• PROBLEM TO SOLVE: Please reproduce, exactly and in full, the lines running from the one that contains "let elapsed = start.elapsed();" to the end of the entries.

• INFORMATION SHOWN:
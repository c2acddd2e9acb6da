// Copyright (c) 2025 Kirky.X
//
// Licensed under the MIT License
// See LICENSE file in the project root for full license information.

use crate::domain::models::item_record::{ResultSet, FIXED_COLUMNS, HEADER};
use serde::Serialize;
use std::ops::Range;

/// 描述列（B列）的索引
pub const DESCRIPTION_COLUMN: u32 = 1;

/// 一段行或列的尺寸设置
#[derive(Debug, Clone, PartialEq, Eq, Serialize)]
pub struct DimensionRange {
    pub range: Range<u32>,
    pub pixel_size: u32,
}

/// 一次批量写入的完整描述
///
/// 由批量输出器根据结果集计算，目标表格只负责执行
#[derive(Debug, Clone, PartialEq, Eq, Serialize)]
pub struct SheetWritePlan {
    pub sheet_id: i64,
    pub sheet_title: String,
    /// 数据行数 + 表头
    pub row_count: u32,
    pub columns: DimensionRange,
    pub rows: DimensionRange,
    /// 自动换行的列
    pub wrap_column: u32,
    /// 自动换行的行范围
    pub wrap_rows: Range<u32>,
    /// A1 表示法的写入起点
    pub value_range: String,
    /// 表头 + 每条记录一行
    pub values: Vec<Vec<String>>,
}

impl SheetWritePlan {
    pub fn build(
        results: &ResultSet,
        sheet_id: i64,
        sheet_title: &str,
        row_height_px: u32,
        column_width_px: u32,
    ) -> Self {
        let data_rows = results.len() as u32;
        let row_count = data_rows + 1;

        let mut values = Vec::with_capacity(results.len() + 1);
        values.push(HEADER.iter().map(|h| h.to_string()).collect());
        values.extend(results.records().iter().map(|r| r.to_row()));

        Self {
            sheet_id,
            sheet_title: sheet_title.to_string(),
            row_count,
            columns: DimensionRange {
                range: 0..FIXED_COLUMNS as u32,
                pixel_size: column_width_px,
            },
            rows: DimensionRange {
                range: 1..row_count,
                pixel_size: row_height_px,
            },
            wrap_column: DESCRIPTION_COLUMN,
            wrap_rows: 1..row_count,
            value_range: format!("'{}'!A1", sheet_title),
            values,
        }
    }

    /// 数据行数（不含表头）
    pub fn record_count(&self) -> usize {
        self.values.len().saturating_sub(1)
    }
}
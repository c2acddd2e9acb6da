// Copyright (c) 2025 Kirky.X
//
// Licensed under the MIT License
// See LICENSE file in the project root for full license information.

/// 应用程序模块
///
/// 包含爬取运行的编排用例
pub mod application;

/// 配置模块
///
/// 处理应用程序的配置设置和环境变量
pub mod config;

/// 领域模块
///
/// 包含核心业务实体、服务和输出接口
pub mod domain;

/// 引擎模块
///
/// HTTP抓取、节流、重试和User-Agent轮换
pub mod engines;

/// 基础设施模块
///
/// 提供外部服务集成，如 Google Sheets 和指标导出
pub mod infrastructure;

/// 工具模块
///
/// 提供通用的工具函数和辅助功能
pub mod utils;

/// 工作器模块
///
/// 有界工作池、爬取任务执行和结果收集
pub mod workers;
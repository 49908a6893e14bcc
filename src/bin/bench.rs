//! Benchmark for model construction and solve time.
//!
//! Run with: cargo run --release --bin bench

use shift_optimizer::demo_data::{self, DemoSize};
use shift_optimizer::{engine, filter};
use std::time::Instant;

fn main() {
    let request = demo_data::generate(DemoSize::Large);
    println!("Benchmark: model build + solve");
    println!("  Employees: {}", request.employees.len());
    println!("  Shifts:    {}", request.shifts.len());
    println!();

    let filtered: Vec<_> = filter::shifts_in_window(&request.shifts, request.start_date, request.end_date)
        .into_iter()
        .cloned()
        .collect();
    println!("  Shifts in window: {}", filtered.len());

    let start = Instant::now();
    let result = engine::solve(&request, filtered).expect("solve should not error on demo data");
    let elapsed = start.elapsed();

    println!();
    println!("Results:");
    println!("  Status:    {:?}", result.status);
    println!("  Solutions: {}", result.solutions.len());
    println!("  Time:      {:.2?}", elapsed);
    for solution in &result.solutions {
        println!(
            "    {} - {} assignments, cost={:.2}, fairness={:.3}",
            solution.id,
            solution.assignments.len(),
            solution.metrics.total_cost,
            solution.metrics.fairness_score
        );
    }
}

• YOUR RESPONSE:
    let elapsed = start.elapsed();

    println!();
    println!("Results:");
    println!("  Status:    {:?}", result.status);
    println!("  Solutions: {}", result.solutions.len());
    println!("  Time:      {:.2?}", elapsed);
    for solution in &result.solutions {
        println!(
            "    {} - {} assignments, cost={:.2}, fairness={:.3}",
            solution.id,
            solution.assignments.len(),
            solution.metrics.total_cost,
            solution.metrics.fairness_score
        );
    }
}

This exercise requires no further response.